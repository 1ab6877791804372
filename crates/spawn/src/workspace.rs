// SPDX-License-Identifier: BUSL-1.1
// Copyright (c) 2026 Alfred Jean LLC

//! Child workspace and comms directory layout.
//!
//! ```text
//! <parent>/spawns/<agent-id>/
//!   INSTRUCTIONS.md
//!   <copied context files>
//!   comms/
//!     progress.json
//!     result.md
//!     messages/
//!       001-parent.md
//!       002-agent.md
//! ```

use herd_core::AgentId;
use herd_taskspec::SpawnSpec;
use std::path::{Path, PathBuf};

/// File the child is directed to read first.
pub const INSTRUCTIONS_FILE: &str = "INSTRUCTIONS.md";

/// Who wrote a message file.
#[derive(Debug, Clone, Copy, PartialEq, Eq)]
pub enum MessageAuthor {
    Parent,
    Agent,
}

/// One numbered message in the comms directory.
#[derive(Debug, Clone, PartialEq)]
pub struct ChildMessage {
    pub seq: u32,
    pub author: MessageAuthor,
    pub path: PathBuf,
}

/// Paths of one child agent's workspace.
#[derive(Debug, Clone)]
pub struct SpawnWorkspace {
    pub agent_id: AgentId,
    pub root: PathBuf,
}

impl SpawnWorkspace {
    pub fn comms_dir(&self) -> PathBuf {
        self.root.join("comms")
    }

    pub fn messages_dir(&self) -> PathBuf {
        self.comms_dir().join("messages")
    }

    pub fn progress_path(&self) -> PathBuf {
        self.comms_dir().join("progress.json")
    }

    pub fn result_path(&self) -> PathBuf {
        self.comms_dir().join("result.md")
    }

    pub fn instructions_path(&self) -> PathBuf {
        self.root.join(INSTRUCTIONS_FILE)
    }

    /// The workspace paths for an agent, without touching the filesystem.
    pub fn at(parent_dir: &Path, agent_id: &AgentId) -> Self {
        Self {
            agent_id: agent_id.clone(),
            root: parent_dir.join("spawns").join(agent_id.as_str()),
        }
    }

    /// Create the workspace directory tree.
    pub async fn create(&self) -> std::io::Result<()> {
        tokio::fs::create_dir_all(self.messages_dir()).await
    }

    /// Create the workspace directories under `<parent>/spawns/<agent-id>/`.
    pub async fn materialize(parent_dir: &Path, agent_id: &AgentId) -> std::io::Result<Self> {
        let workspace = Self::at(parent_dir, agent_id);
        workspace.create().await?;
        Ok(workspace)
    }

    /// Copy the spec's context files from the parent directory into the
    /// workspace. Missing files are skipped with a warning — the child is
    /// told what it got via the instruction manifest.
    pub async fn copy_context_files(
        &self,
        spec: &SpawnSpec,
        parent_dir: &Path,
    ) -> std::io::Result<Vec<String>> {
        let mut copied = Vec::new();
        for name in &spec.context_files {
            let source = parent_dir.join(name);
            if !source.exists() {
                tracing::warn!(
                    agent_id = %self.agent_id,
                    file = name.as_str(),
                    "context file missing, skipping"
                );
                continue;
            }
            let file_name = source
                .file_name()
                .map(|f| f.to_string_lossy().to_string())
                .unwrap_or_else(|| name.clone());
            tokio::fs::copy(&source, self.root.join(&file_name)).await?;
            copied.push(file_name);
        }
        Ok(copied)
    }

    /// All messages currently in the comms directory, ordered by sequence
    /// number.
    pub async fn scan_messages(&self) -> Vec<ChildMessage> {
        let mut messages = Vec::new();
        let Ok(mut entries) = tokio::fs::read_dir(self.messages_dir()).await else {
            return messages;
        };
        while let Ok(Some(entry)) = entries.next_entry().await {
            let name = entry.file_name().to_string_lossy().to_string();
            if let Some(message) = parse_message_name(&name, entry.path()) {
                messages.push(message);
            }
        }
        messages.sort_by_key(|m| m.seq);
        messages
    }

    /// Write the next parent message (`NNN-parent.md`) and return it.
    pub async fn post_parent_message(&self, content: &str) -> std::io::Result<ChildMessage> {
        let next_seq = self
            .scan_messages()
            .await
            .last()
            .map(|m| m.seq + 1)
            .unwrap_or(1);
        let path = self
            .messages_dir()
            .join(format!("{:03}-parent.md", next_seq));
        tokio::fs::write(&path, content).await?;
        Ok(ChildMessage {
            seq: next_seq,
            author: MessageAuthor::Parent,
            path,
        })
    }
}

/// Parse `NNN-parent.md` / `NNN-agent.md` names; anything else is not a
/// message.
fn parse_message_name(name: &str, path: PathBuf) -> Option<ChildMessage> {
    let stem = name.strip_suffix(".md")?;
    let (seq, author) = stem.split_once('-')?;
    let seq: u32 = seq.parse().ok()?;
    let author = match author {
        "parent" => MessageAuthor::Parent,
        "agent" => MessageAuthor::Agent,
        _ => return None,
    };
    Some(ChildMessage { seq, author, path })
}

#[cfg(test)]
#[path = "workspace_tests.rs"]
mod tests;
#####
_About this exercise:_
Only the number is needed here: how many lines of the records contain "derive"?

_Solution to the exercise:_
3